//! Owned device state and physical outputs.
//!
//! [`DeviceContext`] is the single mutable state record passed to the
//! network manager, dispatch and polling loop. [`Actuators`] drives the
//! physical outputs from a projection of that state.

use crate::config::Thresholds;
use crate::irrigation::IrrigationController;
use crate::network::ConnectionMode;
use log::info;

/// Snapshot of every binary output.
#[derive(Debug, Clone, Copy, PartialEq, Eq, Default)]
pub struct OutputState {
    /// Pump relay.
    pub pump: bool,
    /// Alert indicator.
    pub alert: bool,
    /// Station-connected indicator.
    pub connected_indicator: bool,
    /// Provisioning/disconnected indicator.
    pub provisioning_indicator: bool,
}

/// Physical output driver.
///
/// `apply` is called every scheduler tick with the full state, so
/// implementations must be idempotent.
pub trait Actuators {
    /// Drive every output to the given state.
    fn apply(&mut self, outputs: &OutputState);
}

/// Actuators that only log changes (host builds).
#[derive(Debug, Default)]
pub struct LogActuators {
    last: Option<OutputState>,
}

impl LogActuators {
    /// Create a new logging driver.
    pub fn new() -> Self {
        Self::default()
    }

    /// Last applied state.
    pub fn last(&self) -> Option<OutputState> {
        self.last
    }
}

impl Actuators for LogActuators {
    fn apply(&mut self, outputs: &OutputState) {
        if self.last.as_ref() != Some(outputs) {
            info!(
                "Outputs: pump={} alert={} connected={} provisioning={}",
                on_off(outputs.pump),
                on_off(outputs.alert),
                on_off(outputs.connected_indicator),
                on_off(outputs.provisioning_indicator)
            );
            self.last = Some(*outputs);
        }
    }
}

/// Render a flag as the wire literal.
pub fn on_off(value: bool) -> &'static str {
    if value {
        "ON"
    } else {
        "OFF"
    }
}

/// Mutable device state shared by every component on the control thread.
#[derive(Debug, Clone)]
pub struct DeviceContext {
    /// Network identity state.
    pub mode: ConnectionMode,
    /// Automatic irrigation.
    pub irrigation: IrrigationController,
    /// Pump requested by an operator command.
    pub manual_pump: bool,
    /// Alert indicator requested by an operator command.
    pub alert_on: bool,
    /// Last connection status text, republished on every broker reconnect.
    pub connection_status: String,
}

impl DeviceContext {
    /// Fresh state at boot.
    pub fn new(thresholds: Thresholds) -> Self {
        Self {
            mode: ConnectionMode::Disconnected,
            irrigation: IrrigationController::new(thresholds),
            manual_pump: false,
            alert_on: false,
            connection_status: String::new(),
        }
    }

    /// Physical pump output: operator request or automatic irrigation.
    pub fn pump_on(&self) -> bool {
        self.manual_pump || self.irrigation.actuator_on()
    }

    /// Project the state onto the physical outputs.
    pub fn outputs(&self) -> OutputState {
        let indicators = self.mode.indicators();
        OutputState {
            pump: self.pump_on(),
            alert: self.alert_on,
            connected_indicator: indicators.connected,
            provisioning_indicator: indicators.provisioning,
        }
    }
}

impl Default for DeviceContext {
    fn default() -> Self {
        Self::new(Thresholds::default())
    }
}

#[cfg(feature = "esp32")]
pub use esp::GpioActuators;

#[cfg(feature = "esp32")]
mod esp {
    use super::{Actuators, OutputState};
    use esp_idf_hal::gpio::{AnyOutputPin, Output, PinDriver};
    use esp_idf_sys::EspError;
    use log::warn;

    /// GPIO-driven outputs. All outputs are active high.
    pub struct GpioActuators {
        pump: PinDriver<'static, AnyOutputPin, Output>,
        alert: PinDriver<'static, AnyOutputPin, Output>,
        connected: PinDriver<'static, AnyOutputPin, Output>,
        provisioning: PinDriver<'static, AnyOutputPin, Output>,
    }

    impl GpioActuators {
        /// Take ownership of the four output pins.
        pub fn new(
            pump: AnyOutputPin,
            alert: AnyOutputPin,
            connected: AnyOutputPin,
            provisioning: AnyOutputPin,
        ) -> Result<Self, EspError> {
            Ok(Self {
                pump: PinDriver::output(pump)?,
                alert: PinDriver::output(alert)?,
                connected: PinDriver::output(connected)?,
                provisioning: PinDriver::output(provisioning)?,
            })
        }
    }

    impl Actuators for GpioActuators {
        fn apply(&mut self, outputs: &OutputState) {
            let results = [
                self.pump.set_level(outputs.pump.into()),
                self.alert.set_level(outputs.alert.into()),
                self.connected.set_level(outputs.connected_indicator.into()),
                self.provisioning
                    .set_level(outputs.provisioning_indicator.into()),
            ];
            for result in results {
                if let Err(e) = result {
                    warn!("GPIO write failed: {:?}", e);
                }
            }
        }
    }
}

○ ○ ○ ○ ○

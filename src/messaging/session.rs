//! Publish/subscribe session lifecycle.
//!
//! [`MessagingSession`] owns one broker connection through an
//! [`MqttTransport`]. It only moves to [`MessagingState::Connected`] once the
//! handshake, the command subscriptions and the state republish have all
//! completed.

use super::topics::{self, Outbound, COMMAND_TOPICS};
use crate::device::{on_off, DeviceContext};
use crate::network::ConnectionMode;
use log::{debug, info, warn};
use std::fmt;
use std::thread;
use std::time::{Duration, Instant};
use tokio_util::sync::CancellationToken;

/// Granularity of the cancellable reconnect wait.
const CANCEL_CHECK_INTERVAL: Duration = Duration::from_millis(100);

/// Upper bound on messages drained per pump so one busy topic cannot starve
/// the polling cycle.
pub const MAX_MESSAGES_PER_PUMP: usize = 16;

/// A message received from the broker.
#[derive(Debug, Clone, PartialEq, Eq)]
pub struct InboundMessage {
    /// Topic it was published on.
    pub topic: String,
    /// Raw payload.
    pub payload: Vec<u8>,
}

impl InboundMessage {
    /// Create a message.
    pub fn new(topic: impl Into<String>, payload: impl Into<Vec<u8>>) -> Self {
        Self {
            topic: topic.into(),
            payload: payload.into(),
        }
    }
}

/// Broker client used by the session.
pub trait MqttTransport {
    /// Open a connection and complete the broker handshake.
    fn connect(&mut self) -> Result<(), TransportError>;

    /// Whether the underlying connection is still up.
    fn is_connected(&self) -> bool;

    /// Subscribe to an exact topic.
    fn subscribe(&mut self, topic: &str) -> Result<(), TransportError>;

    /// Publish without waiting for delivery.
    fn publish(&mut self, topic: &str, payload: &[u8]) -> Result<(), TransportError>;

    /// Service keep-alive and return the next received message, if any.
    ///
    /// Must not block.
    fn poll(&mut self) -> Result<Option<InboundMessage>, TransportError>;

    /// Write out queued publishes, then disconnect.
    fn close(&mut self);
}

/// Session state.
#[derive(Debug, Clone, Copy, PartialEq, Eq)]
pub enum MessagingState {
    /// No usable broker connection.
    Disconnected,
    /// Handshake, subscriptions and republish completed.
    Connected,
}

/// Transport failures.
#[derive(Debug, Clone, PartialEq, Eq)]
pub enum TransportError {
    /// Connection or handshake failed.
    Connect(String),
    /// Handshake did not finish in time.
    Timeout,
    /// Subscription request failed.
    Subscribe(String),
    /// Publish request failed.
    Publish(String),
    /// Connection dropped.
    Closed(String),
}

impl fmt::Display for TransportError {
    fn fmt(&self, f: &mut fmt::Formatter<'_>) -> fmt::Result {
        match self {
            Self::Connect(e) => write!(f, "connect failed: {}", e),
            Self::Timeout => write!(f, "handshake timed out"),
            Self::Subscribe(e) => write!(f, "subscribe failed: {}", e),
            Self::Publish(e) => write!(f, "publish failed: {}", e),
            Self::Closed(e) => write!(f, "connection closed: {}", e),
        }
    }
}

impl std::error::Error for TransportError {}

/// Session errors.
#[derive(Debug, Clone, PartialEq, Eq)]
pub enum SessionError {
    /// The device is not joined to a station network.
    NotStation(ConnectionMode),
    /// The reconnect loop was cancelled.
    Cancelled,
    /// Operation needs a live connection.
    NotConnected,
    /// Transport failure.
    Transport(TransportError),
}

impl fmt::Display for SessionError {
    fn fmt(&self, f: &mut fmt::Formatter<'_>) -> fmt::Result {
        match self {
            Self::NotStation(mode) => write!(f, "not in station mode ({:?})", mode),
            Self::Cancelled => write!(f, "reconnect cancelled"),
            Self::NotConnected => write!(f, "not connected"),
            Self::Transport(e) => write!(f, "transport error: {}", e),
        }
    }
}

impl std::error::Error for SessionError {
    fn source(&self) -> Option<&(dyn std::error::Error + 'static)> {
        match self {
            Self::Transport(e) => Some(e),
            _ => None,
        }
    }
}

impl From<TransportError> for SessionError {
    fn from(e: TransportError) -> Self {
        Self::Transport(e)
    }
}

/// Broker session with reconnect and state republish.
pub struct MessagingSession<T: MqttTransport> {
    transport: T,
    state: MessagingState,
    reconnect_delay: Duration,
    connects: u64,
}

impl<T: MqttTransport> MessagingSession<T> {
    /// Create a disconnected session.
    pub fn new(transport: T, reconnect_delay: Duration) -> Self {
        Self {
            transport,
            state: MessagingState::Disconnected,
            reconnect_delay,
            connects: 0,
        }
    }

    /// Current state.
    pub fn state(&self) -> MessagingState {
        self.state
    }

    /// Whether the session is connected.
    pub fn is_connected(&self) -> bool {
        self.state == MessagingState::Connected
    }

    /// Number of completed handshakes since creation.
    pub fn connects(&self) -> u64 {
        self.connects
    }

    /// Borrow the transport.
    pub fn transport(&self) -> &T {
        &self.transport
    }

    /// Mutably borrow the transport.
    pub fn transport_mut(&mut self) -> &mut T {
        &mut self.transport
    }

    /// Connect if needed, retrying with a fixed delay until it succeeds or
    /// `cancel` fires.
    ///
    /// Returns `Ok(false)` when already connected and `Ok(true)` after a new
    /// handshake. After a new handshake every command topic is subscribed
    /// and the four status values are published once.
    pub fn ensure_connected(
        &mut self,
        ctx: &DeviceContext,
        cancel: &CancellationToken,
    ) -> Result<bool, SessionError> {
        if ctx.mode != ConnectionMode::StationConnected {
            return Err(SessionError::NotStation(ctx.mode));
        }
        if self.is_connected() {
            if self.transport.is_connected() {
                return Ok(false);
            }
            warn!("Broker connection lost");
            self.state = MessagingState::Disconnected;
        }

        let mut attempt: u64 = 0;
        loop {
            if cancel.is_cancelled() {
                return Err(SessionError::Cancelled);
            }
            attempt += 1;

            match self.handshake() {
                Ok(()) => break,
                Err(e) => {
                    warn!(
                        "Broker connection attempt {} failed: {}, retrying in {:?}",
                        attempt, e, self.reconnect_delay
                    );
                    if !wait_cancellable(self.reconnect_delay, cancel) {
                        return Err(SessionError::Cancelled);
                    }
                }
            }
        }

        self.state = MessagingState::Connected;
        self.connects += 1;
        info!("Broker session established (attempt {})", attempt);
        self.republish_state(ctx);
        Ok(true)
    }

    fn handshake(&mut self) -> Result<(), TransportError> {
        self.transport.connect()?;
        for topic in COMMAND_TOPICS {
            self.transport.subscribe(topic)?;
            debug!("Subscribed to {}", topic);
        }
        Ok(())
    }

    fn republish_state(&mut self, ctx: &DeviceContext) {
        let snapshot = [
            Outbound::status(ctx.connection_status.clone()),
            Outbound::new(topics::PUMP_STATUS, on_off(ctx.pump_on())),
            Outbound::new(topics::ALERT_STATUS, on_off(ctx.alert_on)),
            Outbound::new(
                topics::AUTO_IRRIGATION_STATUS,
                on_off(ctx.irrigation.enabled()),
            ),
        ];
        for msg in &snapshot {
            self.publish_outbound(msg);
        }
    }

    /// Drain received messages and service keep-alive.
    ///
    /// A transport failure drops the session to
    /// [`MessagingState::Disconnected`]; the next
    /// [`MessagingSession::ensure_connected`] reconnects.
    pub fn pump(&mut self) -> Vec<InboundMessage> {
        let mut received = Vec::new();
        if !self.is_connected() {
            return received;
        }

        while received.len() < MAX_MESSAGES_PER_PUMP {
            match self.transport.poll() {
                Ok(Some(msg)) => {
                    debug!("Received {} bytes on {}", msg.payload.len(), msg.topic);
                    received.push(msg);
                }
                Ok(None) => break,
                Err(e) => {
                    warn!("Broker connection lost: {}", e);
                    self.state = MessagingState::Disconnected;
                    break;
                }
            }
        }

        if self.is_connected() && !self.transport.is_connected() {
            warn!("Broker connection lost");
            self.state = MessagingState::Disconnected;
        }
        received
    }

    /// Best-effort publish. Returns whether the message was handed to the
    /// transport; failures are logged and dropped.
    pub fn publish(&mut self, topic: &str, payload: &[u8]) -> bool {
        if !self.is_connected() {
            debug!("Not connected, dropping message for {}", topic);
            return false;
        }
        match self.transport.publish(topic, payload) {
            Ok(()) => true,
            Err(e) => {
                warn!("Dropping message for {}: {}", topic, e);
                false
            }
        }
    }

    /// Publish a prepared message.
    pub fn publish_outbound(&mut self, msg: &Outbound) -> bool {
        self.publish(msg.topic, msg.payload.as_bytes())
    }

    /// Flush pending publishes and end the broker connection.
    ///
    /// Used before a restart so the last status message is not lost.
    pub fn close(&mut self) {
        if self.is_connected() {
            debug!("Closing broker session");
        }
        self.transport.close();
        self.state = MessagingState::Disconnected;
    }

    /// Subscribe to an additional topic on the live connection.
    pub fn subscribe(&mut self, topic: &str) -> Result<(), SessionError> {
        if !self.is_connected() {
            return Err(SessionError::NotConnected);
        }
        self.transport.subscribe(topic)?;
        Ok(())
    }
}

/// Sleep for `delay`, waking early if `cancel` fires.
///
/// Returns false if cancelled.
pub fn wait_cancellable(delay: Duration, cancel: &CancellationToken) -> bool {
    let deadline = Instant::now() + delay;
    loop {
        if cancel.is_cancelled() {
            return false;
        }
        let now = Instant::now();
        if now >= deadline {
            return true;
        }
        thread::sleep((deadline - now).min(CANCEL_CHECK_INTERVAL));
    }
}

○ ○ ○ ○ ○

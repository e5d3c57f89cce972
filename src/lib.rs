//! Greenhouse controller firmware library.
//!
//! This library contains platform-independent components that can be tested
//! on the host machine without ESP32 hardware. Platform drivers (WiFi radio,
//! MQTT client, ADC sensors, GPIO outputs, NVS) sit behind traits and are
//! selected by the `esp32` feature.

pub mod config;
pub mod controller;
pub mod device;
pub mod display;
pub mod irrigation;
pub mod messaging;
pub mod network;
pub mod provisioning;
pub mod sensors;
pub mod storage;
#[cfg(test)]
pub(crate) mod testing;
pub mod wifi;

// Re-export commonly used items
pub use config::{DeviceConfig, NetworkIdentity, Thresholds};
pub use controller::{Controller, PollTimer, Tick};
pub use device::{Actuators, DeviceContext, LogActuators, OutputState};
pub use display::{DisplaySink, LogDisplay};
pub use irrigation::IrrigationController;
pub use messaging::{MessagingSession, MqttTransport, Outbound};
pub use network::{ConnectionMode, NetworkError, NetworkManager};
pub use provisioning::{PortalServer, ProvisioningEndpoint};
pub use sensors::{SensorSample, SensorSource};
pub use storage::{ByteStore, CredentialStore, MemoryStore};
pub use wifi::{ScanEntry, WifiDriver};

○ ○ ○ ○ ○

For every line of the records that includes the string "polling", add one to a tally; the answer is that tally alone.

2